Customer Empathy and Surviving the Call Center Grind
After graduating with a theatre degree, I didn’t step onto a stage. Instead, I logged into a remote call center job — working Tier 2 iOS support for Apple customers through Transcom. On top of that, I was also helping take care of my younger brothers at home. Each day was a balancing act: customer calls in one ear, family noise in the other, and me trying to keep my cool in both worlds.
The Call Center Reality
On paper, “iOS Tier 2 support” sounded like IT. In reality, it was survival. By the time cases reached us, Tier 1 had already tried and failed. That meant every call started with frustration. Restore loops, Apple IDs stuck in limbo, failed updates, and angry voices on the other end — all while a call timer ticked away and I was expected to follow strict troubleshooting scripts.
"It wasn’t just about fixing the phone. It was about calming the person on the other end — while also hoping my brothers didn’t barge in mid-call."
Drama Skills in Tech Support
My theatre background turned out to be my secret weapon.
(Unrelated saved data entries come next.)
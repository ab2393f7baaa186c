/// Run settings of the assembled model.
#[derive(Debug, Clone, PartialEq)]
pub struct Settings {
    pub batches: u32,
    pub inactive: u32,
    pub particles: u64,
    pub summary: bool,
    /// Position of the point source.
    pub source: [f64; 3],
}
fn apply_like(
    id: u32,
    template: &CellRecord,
    overrides: BTreeMap<String, String>,
    line: usize,
) -> Result<CellRecord, Error> {
    let mut cell = template.clone();
    cell.id = id;
    cell.line = line;
    let err = |details: String| Error::parse(Section::Cells, id.to_string(), 4, details);

    for (key, value) in overrides {
        match key.as_str() {
            "mat" => {
                cell.material = numeric::parse_int(&value)
                    .filter(|&m| m >= 0)
                    .and_then(|m| u32::try_from(m).ok())
                    .ok_or_else(|| err(format!("'{}' is not a valid material number", value)))?;
                if cell.material == 0 {
                    cell.density = None;
                }
            }
            "rho" => {
                let d = numeric::parse_float(&value)
                    .ok_or_else(|| err(format!("'{}' is not a valid density", value)))?;
                cell.density = Some(d);
            }
            _ => {
                cell.options.insert(key, value);
            }
        }
    }

    if cell.material > 0 && cell.density.is_none_or(|d| d == 0.0) {
        return Err(err("non-void cell is missing its density".to_string()));
    }
    Ok(cell)
}

fn parse_surface(card: &RawCard) -> Result<SurfaceRecord, Error> {
    let t = &card.tokens;
    let label = card.label();
    let err =
        |field: usize, details: String| Error::parse(Section::Surfaces, label, field, details);

    let (boundary, number) = if let Some(rest) = label.strip_prefix('*') {
        (BoundaryType::Reflective, rest)
    } else if let Some(rest) = label.strip_prefix('+') {
        (BoundaryType::White, rest)
    } else {
        (BoundaryType::Transmission, label)
    };
    let id = numeric::parse_id(number)
        .ok_or_else(|| err(0, format!("'{}' is not a valid surface number", label)))?;

    let mut cursor = 1;
    let mut transform = None;
    if let Some(n) = t.get(1).and_then(|v| numeric::parse_int(v)) {
        if n < 0 {
            return Err(err(1, "periodic boundary surfaces are not supported".to_string()));
        }
        transform = Some(
            u32::try_from(n)
                .ok()
                .filter(|&n| n > 0)
                .ok_or_else(|| err(1, format!("'{}' is not a valid transformation", n)))?,
        );
        cursor = 2;
    }

    let mnemonic: Mnemonic = t
        .get(cursor)
        .ok_or_else(|| err(cursor, "missing surface mnemonic".to_string()))?
        .parse()
        .unwrap_or_else(|never| match never {});

    let first = cursor + 1;
    let coefficients = numeric::expand(&t[first..]).map_err(|FieldError { field, details }| {
        err(first + field, details)
    })?;

    if let Some(arities) = mnemonic.arities() {
        let n = coefficients.len();
        if !arities.contains(&n) {
            let max = arities.iter().copied().max().unwrap_or(0);
            let expected = arities
                .iter()
                .map(|a| a.to_string())
                .collect::<Vec<_>>()
                .join(" or ");
            return Err(err(
                first + n.min(max),
                format!(
                    "{} expects {} coefficients, found {}",
                    mnemonic, expected, n
                ),
            ));
        }
    }

    Ok(SurfaceRecord {
        id,
        boundary,
        transform,
        mnemonic,
        coefficients,
        line: card.lines.0,
    })
}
Drama teaches you how to breathe, control your tone, and keep the show going even if everything goes wrong. Those same skills helped me sound steady and reassuring when customers were panicking, even when I was juggling family responsibilities in the background.
1. Composure Under Pressure
In theatre, missed cues happen. In support, angry customers happen. In both, staying calm keeps things from spiraling.
2. Performance Mindset
I started treating calls like live performances: listen closely, keep the pacing smooth, and adapt when things went off-script.
3. Voice as a Tool
Just like projecting on stage, tone and pacing mattered more than the words themselves. Customers trusted calmness even before they trusted the steps.
Empathy as a Survival Skill
Most calls weren’t really about devices. They were about people who felt stuck or unheard. Walking someone through DFU mode, or explaining why Apple’s security rules couldn’t be bypassed, required empathy first and technical steps second. Without empathy, no fix would land.
That empathy extended at home too. Managing my brothers’ needs while working reminded me that patience and flexibility were just as important as technical accuracy.
Lessons Learned
- Patience beats panic: Calmness is contagious, whether on stage, on a call, or at home.
- Scripts aren’t solutions: Real troubleshooting means knowing when to adapt beyond the flowchart.
- Empathy is technical: Listening and understanding are as critical as the commands you run.
Looking Back
Working Tier 2 iOS support at Transcom wasn’t the IT career starter I imagined, but it was a crash course in empathy, resilience, and discipline. My theatre background gave me composure, my family responsibilities gave me perspective, and the grind itself gave me grit. Looking back, I learned that tech support — like theatre — is really about people and presence, even when the environment is chaotic.